White Plains is a census-designated place (CDP) in Surry County, North Carolina, United States. As of the 2020 census, White Plains had a population of 1,025.
==Geography==
According to the United States Census Bureau, the CDP has a total area of 4.1 sqmi, all of it land.

==Demographics==

As of the census of 2000, there were 1,049 people, 459 households, and 322 families residing in the CDP. The population density was 257.4 PD/sqmi. There were 506 housing units at an average density of 124.2 /sqmi. The racial makeup of the CDP was 98.28% White, 0.29% African American, 0.10% Native American, 0.29% Asian, 0.19% Pacific Islander, 0.57% from other races, and 0.29% from two or more races. Hispanic or Latino of any race were 0.95% of the population.

There were 459 households, out of which 28.3% had children under the age of 18 living with them, 57.5% were married couples living together, 8.5% had a female householder with no husband present, and 29.8% were non-families. 27.7% of all households were made up of individuals, and 8.9% had someone living alone who was 65 years of age or older. The average household size was 2.29 and the average family size was 2.77.

In the CDP, the population was spread out, with 21.2% under the age of 18, 8.4% from 18 to 24, 28.6% from 25 to 44, 27.4% from 45 to 64, and 14.5% who were 65 years of age or older. The median age was 39 years. For every 100 females, there were 97.9 males. For every 100 females age 18 and over, there were 94.6 males.
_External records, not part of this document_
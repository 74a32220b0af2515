//! Weather-based activity advice for a single day.
//!
//! Thresholds are in imperial units, matching the provider's `us` unit group:
//! wind above 25 mph, heat above 95 °F, cold below 25 °F, UV index above 8.

use schemars::JsonSchema;
use serde::{Deserialize, Serialize};

use crate::entities::WeatherSnapshot;
use crate::enums::OutdoorRating;

const WINDY_MPH: f64 = 25.0;
const HOT_F: f64 = 95.0;
const COLD_F: f64 = 25.0;
const HIGH_UV: f64 = 8.0;

/// Outdoor suitability of a day with a short message and the deciding reason.
#[derive(Debug, Clone, Serialize, Deserialize, JsonSchema, PartialEq, Eq)]
pub struct ActivityAdvice {
    pub recommendation: OutdoorRating,
    pub message: String,
    pub reason: String,
}

impl ActivityAdvice {
    fn new(recommendation: OutdoorRating, message: &str, reason: &str) -> Self {
        Self {
            recommendation,
            message: message.to_string(),
            reason: reason.to_string(),
        }
    }
}

/// Classify a day's weather. Checks run in priority order; the first match wins.
///
/// Missing measurements never trigger a threshold, so a day without a
/// temperature ends up as [`OutdoorRating::ModerateOutdoor`] unless its
/// conditions or wind rule it out first.
#[must_use]
pub fn advise(weather: &WeatherSnapshot) -> ActivityAdvice {
    let conditions = weather
        .conditions
        .as_deref()
        .unwrap_or_default()
        .to_lowercase();
    let bad_weather = ["rain", "storm", "snow"]
        .iter()
        .any(|word| conditions.contains(word));

    if bad_weather {
        return ActivityAdvice::new(
            OutdoorRating::StayIndoors,
            "Stay indoors",
            "Poor weather conditions",
        );
    }
    if weather.windspeed.is_some_and(|wind| wind > WINDY_MPH) {
        return ActivityAdvice::new(OutdoorRating::StayIndoors, "Stay indoors", "Very windy");
    }

    let high_uv = weather.uvindex.is_some_and(|uv| uv > HIGH_UV);
    let Some(temp) = weather.temp else {
        return moderate();
    };

    if temp > HOT_F {
        return ActivityAdvice::new(
            OutdoorRating::LimitedOutdoor,
            "Limited outdoor time",
            "Extreme heat - stay hydrated",
        );
    }
    if temp < COLD_F {
        return ActivityAdvice::new(
            OutdoorRating::LimitedOutdoor,
            "Limited outdoor time",
            "Extreme cold - dress warmly",
        );
    }
    if (70.0..=85.0).contains(&temp) && !high_uv {
        return ActivityAdvice::new(
            OutdoorRating::PerfectOutdoor,
            "Perfect for outdoor activities",
            "Ideal conditions",
        );
    }
    if (60.0..=90.0).contains(&temp) {
        let reason = if high_uv {
            "Good weather - use sun protection"
        } else {
            "Good conditions"
        };
        return ActivityAdvice::new(
            OutdoorRating::GoodOutdoor,
            "Great for outdoor activities",
            reason,
        );
    }

    moderate()
}

fn moderate() -> ActivityAdvice {
    ActivityAdvice::new(
        OutdoorRating::ModerateOutdoor,
        "Moderate outdoor conditions",
        "Fair weather",
    )
}
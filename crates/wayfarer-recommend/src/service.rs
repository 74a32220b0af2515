//! Recommendation service: prompt, call, parse, degrade.

use wayfarer_core::entities::{RecommendationResult, WeatherContext};
use wayfarer_upstream::{ChatClient, UpstreamError};

use crate::fallback::static_fallback;
use crate::parse::parse_completion;
use crate::preferences::UserPreferences;
use crate::prompt::{build_prompt, system_prompt};

/// Runs the recommendation pipeline over a [`ChatClient`].
#[derive(Debug, Clone)]
pub struct Recommender {
    chat: ChatClient,
}

impl Recommender {
    #[must_use]
    pub const fn new(chat: ChatClient) -> Self {
        Self { chat }
    }

    #[must_use]
    pub fn is_configured(&self) -> bool {
        self.chat.is_configured()
    }

    /// Ask the model for recommendations and parse its answer.
    ///
    /// Parse problems never surface as errors; they are folded into the
    /// returned result.
    ///
    /// # Errors
    ///
    /// Returns [`UpstreamError`] when no completion text could be obtained.
    pub async fn recommend(
        &self,
        context: &WeatherContext,
        preferences: UserPreferences,
    ) -> Result<RecommendationResult, UpstreamError> {
        let preferences = preferences.normalized();
        let exploration = preferences.exploration_type;
        let prompt = build_prompt(context, &preferences);
        tracing::info!(
            location = %context.location,
            days = context.days.len(),
            template = %exploration,
            "requesting AI recommendations"
        );

        let text = self.chat.complete(system_prompt(exploration), &prompt).await?;
        Ok(parse_completion(&text, context, exploration))
    }

    /// Like [`Self::recommend`], but a failed call becomes the static
    /// destination fallback with `success: false` and a readable error.
    pub async fn recommend_or_fallback(
        &self,
        context: &WeatherContext,
        preferences: UserPreferences,
    ) -> RecommendationResult {
        match self.recommend(context, preferences).await {
            Ok(result) => result,
            Err(error) => {
                tracing::warn!(
                    code = error.code(),
                    %error,
                    location = %context.location,
                    "AI recommendation failed, using fallback"
                );
                fallback_result(&context.location, &error)
            }
        }
    }

    /// Overview of a destination with no forecast attached.
    pub async fn explore(
        &self,
        destination: &str,
        time_of_year: Option<String>,
    ) -> RecommendationResult {
        let context = WeatherContext {
            location: destination.to_string(),
            days: Vec::new(),
        };
        self.recommend_or_fallback(&context, UserPreferences::overview(time_of_year))
            .await
    }
}

/// Static fallback result for a failed chat call.
#[must_use]
pub fn fallback_result(location: &str, error: &UpstreamError) -> RecommendationResult {
    RecommendationResult {
        success: false,
        recommendations: static_fallback(location),
        raw_response: None,
        error: Some(failure_message(error)),
    }
}

/// User-facing message for a failed chat call.
#[must_use]
pub fn failure_message(error: &UpstreamError) -> String {
    match error {
        UpstreamError::NotConfigured { .. } => "AI service not configured".to_string(),
        UpstreamError::RateLimited { .. } => {
            "AI service rate limit exceeded. Please try again later.".to_string()
        }
        UpstreamError::Unauthorized => "AI service authentication failed".to_string(),
        UpstreamError::EmptyResponse => "AI service returned an empty response".to_string(),
        UpstreamError::Timeout => "AI service request timed out".to_string(),
        UpstreamError::Unavailable(_) => "AI service is unavailable".to_string(),
        UpstreamError::Api { status, .. } => format!("AI service error ({status})"),
        UpstreamError::Http(_)
        | UpstreamError::BadRequest(_)
        | UpstreamError::Parse(_) => "AI service error".to_string(),
    }
}
//! General application configuration.

use serde::{Deserialize, Serialize};

fn default_environment() -> String {
    "development".to_string()
}

#[derive(Debug, Clone, Deserialize, Serialize)]
pub struct GeneralConfig {
    /// Deployment environment name, reported by the health endpoint.
    /// Also read from `NODE_ENV`.
    #[serde(default = "default_environment")]
    pub environment: String,
}

impl Default for GeneralConfig {
    fn default() -> Self {
        Self {
            environment: default_environment(),
        }
    }
}

impl GeneralConfig {
    pub fn is_production(&self) -> bool {
        self.environment.eq_ignore_ascii_case("production")
    }
}

#[cfg(test)]
mod tests {
    use super::*;

    #[test]
    fn defaults_are_correct() {
        let config = GeneralConfig::default();
        assert_eq!(config.environment, "development");
        assert!(!config.is_production());
    }

    #[test]
    fn production_is_case_insensitive() {
        let config = GeneralConfig {
            environment: "Production".into(),
        };
        assert!(config.is_production());
    }
}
The median income for a household in the CDP was $34,079, and the median income for a family was $54,500. Males had a median income of $30,852 versus $25,100 for females. The per capita income for the CDP was $16,284. About 1.9% of families and 7.8% of the population were below the poverty line, including 4.2% of those under age 18 and 27.7% of those age 65 or over.

Historical population
| Census | Pop. | Note | %± |
| 2020 | 1,025 |  | — |
U.S. Decennial Census

==Notable people==
- Eng and Chang Bunker, the original Siamese Twins, lived in Mt Airy and are buried there at White Plains Baptist Church cemetery.